### EXERCISE BRIEF
An exact transcription of all the data is the expected reply.

Start of DATA TO USE

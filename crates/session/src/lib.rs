//! Change tracking over a snapshot
//!
//! This crate provides:
//! - Re-observation of candidates against the live graph
//! - The two change filters (remove changed / remove unchanged)
//! - Node generation for partially changed composites
//! - Alias-based path reduction
//! - A session type tying the above to one observed root

pub mod changes;
pub mod observe;
pub mod reducer;
pub mod session;

// Re-exports
pub use changes::{generate_nodes, remove_changed, remove_unchanged, PassSummary};
pub use observe::{observe, observe_at, Observation};
pub use reducer::{AliasIndex, PathReducer, Reduction, ReductionOutcome};
pub use session::{Round, RoundKind, Session, SessionError};
#[cfg(test)]
mod tests {
    use super::*;
    use dt_core::stringify;
    use serde_json::json;
    use std::io::Cursor;
    use tempfile::TempDir;

    fn graph() -> Value {
        load_graph(&json!({
            "theme": {"color": "red", "nested": {"depth": 1}, "onChange": {"$fn": "onChange"}},
            "other": 42,
            "window": {"$ref": ""}
        }))
        .unwrap()
    }

    fn interpreter() -> Interpreter<Vec<u8>> {
        Interpreter::new(graph(), DtConfig::default(), Vec::new())
    }

    fn run(interp: &mut Interpreter<Vec<u8>>, script: &str) -> (ScriptStats, String) {
        let mut errors = Vec::new();
        let stats = interp.run(Cursor::new(script), &mut errors).unwrap();
        (stats, String::from_utf8(errors).unwrap())
    }

    fn candidate_paths(interp: &Interpreter<Vec<u8>>) -> Vec<String> {
        interp
            .session()
            .snapshot()
            .unwrap()
            .candidates()
            .iter()
            .map(|c| c.path.to_string())
            .collect()
    }

    #[test]
    fn test_parse_commands() {
        assert_eq!(Command::parse("  ").unwrap(), None);
        assert_eq!(Command::parse("# comment").unwrap(), None);
        assert_eq!(Command::parse("snapshot").unwrap(), Some(Command::Snapshot(None)));
        assert_eq!(
            Command::parse("snapshot theme").unwrap(),
            Some(Command::Snapshot(Some("theme".parse().unwrap())))
        );
        assert_eq!(
            Command::parse("set theme.color {\"r\": 1}").unwrap(),
            Some(Command::Set {
                path: "theme.color".parse().unwrap(),
                value: json!({"r": 1}),
            })
        );
        assert_eq!(
            Command::parse("reduce --log a.b").unwrap(),
            Some(Command::Reduce {
                path: "a.b".parse().unwrap(),
                log: true,
            })
        );
        assert_eq!(Command::parse("list 5").unwrap(), Some(Command::List(Some(5))));
        assert_eq!(
            Command::parse("export out.tsv lines").unwrap(),
            Some(Command::Export {
                file: PathBuf::from("out.tsv"),
                format: Some(ExportFormat::Lines),
            })
        );
        assert_eq!(Command::parse("exit").unwrap(), Some(Command::Quit));
    }

    #[test]
    fn test_parse_errors() {
        assert!(Command::parse("frobnicate").is_err());
        assert!(Command::parse("set theme.color").is_err());
        assert!(Command::parse("set theme.color {oops").is_err());
        assert!(Command::parse("link a").is_err());
        assert!(Command::parse("list many").is_err());
        assert!(Command::parse("reduce").is_err());
        assert!(Command::parse("reduce a..b").is_err());
        assert!(Command::parse("export out.xml xml").is_err());
    }

    #[test]
    fn test_end_to_end_session() {
        let mut interp = interpreter();
        let (stats, errors) = run(
            &mut interp,
            "snapshot\nremove-changed\nset other 43\nremove-unchanged\nreduce other\n",
        );

        assert_eq!(errors, "");
        assert_eq!(stats.executed, 5);
        assert_eq!(candidate_paths(&interp), vec!["other"]);

        let output = String::from_utf8(interp.into_output()).unwrap();
        assert!(output.contains("snapshot: 3 candidates"));
        assert!(output.lines().any(|line| line == "other"));
    }

    #[test]
    fn test_errors_do_not_stop_session() {
        let mut interp = interpreter();
        let (stats, errors) = run(&mut interp, "list\nbogus\nsnapshot\ndelete missing\nstats\n");

        assert_eq!(stats.executed, 5);
        assert_eq!(stats.failed, 3);
        assert!(errors.contains("line 1"));
        assert!(errors.contains("No snapshot taken yet"));
        assert!(errors.contains("Unknown command 'bogus'"));
        assert!(errors.contains("No member at missing"));
        assert!(interp.session().is_started());
    }

    #[test]
    fn test_quit_stops_reading() {
        let mut interp = interpreter();
        let (stats, _) = run(&mut interp, "quit\nsnapshot\n");

        assert_eq!(stats.executed, 1);
        assert!(!interp.session().is_started());
    }

    #[test]
    fn test_link_and_reduce() {
        let mut interp = interpreter();
        run(&mut interp, "set deep {\"er\": {\"f\": {\"$fn\": \"f\"}}}\nlink deep.er.x theme.nested\nsnapshot\n");

        let reduction = interp
            .session
            .reduce(&"deep.er.x.depth".parse().unwrap(), false)
            .unwrap();
        assert_eq!(reduction.path.to_string(), "theme.nested.depth");
    }

    #[test]
    fn test_snapshot_sub_path() {
        let mut interp = interpreter();
        run(&mut interp, "snapshot theme\n");

        assert_eq!(candidate_paths(&interp), vec!["color", "nested"]);
        let value = &interp.session().snapshot().unwrap().candidates()[1].value;
        assert_eq!(stringify(value).unwrap(), r#"{"depth":1}"#);
    }

    #[test]
    fn test_set_root_rejected() {
        let mut interp = interpreter();
        let command = Command::Set {
            path: ObjectPath::root(),
            value: json!(1),
        };
        assert!(interp.execute(command).is_err());
    }

    #[test]
    fn test_export_reduces_paths() {
        let temp = TempDir::new().unwrap();
        let file = temp.path().join("out.tsv");

        let mut interp = interpreter();
        let script = format!("snapshot\nexport {} lines\n", file.display());
        let (stats, errors) = run(&mut interp, &script);

        assert_eq!(stats.failed, 0, "{}", errors);
        let text = std::fs::read_to_string(&file).unwrap();
        assert_eq!(
            text,
            "theme.color\t[object String]\t\"red\"\n\
             theme.nested\t[object Object]\t{\"depth\":1}\n\
             other\t[object Number]\t42\n"
        );
    }

    #[test]
    fn test_list_limit() {
        let mut interp = interpreter();
        run(&mut interp, "snapshot\nlist 1\n");

        let output = String::from_utf8(interp.into_output()).unwrap();
        assert!(output.contains("theme.color"));
        assert!(output.contains("2 more"));
        assert!(output.contains("3 candidates"));
    }
}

End of DATA TO USE

### EXPECTED ANSWER
filename crates/session/src/lib.rs
//! Change tracking over a snapshot
//!
//! This crate provides:
//! - Re-observation of candidates against the live graph
//! - The two change filters (remove changed / remove unchanged)
//! - Node generation for partially changed composites
//! - Alias-based path reduction
//! - A session type tying the above to one observed root

pub mod changes;
pub mod observe;
pub mod reducer;
pub mod session;

// Re-exports
pub use changes::{generate_nodes, remove_changed, remove_unchanged, PassSummary};
pub use observe::{observe, observe_at, Observation};
pub use reducer::{AliasIndex, PathReducer, Reduction, ReductionOutcome};
pub use session::{Round, RoundKind, Session, SessionError};
#[cfg(test)]
mod tests {
    use super::*;
    use dt_core::stringify;
    use serde_json::json;
    use std::io::Cursor;
    use tempfile::TempDir;

    fn graph() -> Value {
        load_graph(&json!({
            "theme": {"color": "red", "nested": {"depth": 1}, "onChange": {"$fn": "onChange"}},
            "other": 42,
            "window": {"$ref": ""}
        }))
        .unwrap()
    }

    fn interpreter() -> Interpreter<Vec<u8>> {
        Interpreter::new(graph(), DtConfig::default(), Vec::new())
    }

    fn run(interp: &mut Interpreter<Vec<u8>>, script: &str) -> (ScriptStats, String) {
        let mut errors = Vec::new();
        let stats = interp.run(Cursor::new(script), &mut errors).unwrap();
        (stats, String::from_utf8(errors).unwrap())
    }

    fn candidate_paths(interp: &Interpreter<Vec<u8>>) -> Vec<String> {
        interp
            .session()
            .snapshot()
            .unwrap()
            .candidates()
            .iter()
            .map(|c| c.path.to_string())
            .collect()
    }

    #[test]
    fn test_parse_commands() {
        assert_eq!(Command::parse("  ").unwrap(), None);
        assert_eq!(Command::parse("# comment").unwrap(), None);
        assert_eq!(Command::parse("snapshot").unwrap(), Some(Command::Snapshot(None)));
        assert_eq!(
            Command::parse("snapshot theme").unwrap(),
            Some(Command::Snapshot(Some("theme".parse().unwrap())))
        );
        assert_eq!(
            Command::parse("set theme.color {\"r\": 1}").unwrap(),
            Some(Command::Set {
                path: "theme.color".parse().unwrap(),
                value: json!({"r": 1}),
            })
        );
        assert_eq!(
            Command::parse("reduce --log a.b").unwrap(),
            Some(Command::Reduce {
                path: "a.b".parse().unwrap(),
                log: true,
            })
        );
        assert_eq!(Command::parse("list 5").unwrap(), Some(Command::List(Some(5))));
        assert_eq!(
            Command::parse("export out.tsv lines").unwrap(),
            Some(Command::Export {
                file: PathBuf::from("out.tsv"),
                format: Some(ExportFormat::Lines),
            })
        );
        assert_eq!(Command::parse("exit").unwrap(), Some(Command::Quit));
    }

    #[test]
    fn test_parse_errors() {
        assert!(Command::parse("frobnicate").is_err());
        assert!(Command::parse("set theme.color").is_err());
        assert!(Command::parse("set theme.color {oops").is_err());
        assert!(Command::parse("link a").is_err());
        assert!(Command::parse("list many").is_err());
        assert!(Command::parse("reduce").is_err());
        assert!(Command::parse("reduce a..b").is_err());
        assert!(Command::parse("export out.xml xml").is_err());
    }

    #[test]
    fn test_end_to_end_session() {
        let mut interp = interpreter();
        let (stats, errors) = run(
            &mut interp,
            "snapshot\nremove-changed\nset other 43\nremove-unchanged\nreduce other\n",
        );

        assert_eq!(errors, "");
        assert_eq!(stats.executed, 5);
        assert_eq!(candidate_paths(&interp), vec!["other"]);

        let output = String::from_utf8(interp.into_output()).unwrap();
        assert!(output.contains("snapshot: 3 candidates"));
        assert!(output.lines().any(|line| line == "other"));
    }

    #[test]
    fn test_errors_do_not_stop_session() {
        let mut interp = interpreter();
        let (stats, errors) = run(&mut interp, "list\nbogus\nsnapshot\ndelete missing\nstats\n");

        assert_eq!(stats.executed, 5);
        assert_eq!(stats.failed, 3);
        assert!(errors.contains("line 1"));
        assert!(errors.contains("No snapshot taken yet"));
        assert!(errors.contains("Unknown command 'bogus'"));
        assert!(errors.contains("No member at missing"));
        assert!(interp.session().is_started());
    }

    #[test]
    fn test_quit_stops_reading() {
        let mut interp = interpreter();
        let (stats, _) = run(&mut interp, "quit\nsnapshot\n");

        assert_eq!(stats.executed, 1);
        assert!(!interp.session().is_started());
    }

    #[test]
    fn test_link_and_reduce() {
        let mut interp = interpreter();
        run(&mut interp, "set deep {\"er\": {\"f\": {\"$fn\": \"f\"}}}\nlink deep.er.x theme.nested\nsnapshot\n");

        let reduction = interp
            .session
            .reduce(&"deep.er.x.depth".parse().unwrap(), false)
            .unwrap();
        assert_eq!(reduction.path.to_string(), "theme.nested.depth");
    }

    #[test]
    fn test_snapshot_sub_path() {
        let mut interp = interpreter();
        run(&mut interp, "snapshot theme\n");

        assert_eq!(candidate_paths(&interp), vec!["color", "nested"]);
        let value = &interp.session().snapshot().unwrap().candidates()[1].value;
        assert_eq!(stringify(value).unwrap(), r#"{"depth":1}"#);
    }

    #[test]
    fn test_set_root_rejected() {
        let mut interp = interpreter();
        let command = Command::Set {
            path: ObjectPath::root(),
            value: json!(1),
        };
        assert!(interp.execute(command).is_err());
    }

    #[test]
    fn test_export_reduces_paths() {
        let temp = TempDir::new().unwrap();
        let file = temp.path().join("out.tsv");

        let mut interp = interpreter();
        let script = format!("snapshot\nexport {} lines\n", file.display());
        let (stats, errors) = run(&mut interp, &script);

        assert_eq!(stats.failed, 0, "{}", errors);
        let text = std::fs::read_to_string(&file).unwrap();
        assert_eq!(
            text,
            "theme.color\t[object String]\t\"red\"\n\
             theme.nested\t[object Object]\t{\"depth\":1}\n\
             other\t[object Number]\t42\n"
        );
    }

    #[test]
    fn test_list_limit() {
        let mut interp = interpreter();
        run(&mut interp, "snapshot\nlist 1\n");

        let output = String::from_utf8(interp.into_output()).unwrap();
        assert!(output.contains("theme.color"));
        assert!(output.contains("2 more"));
        assert!(output.contains("3 candidates"));
    }
}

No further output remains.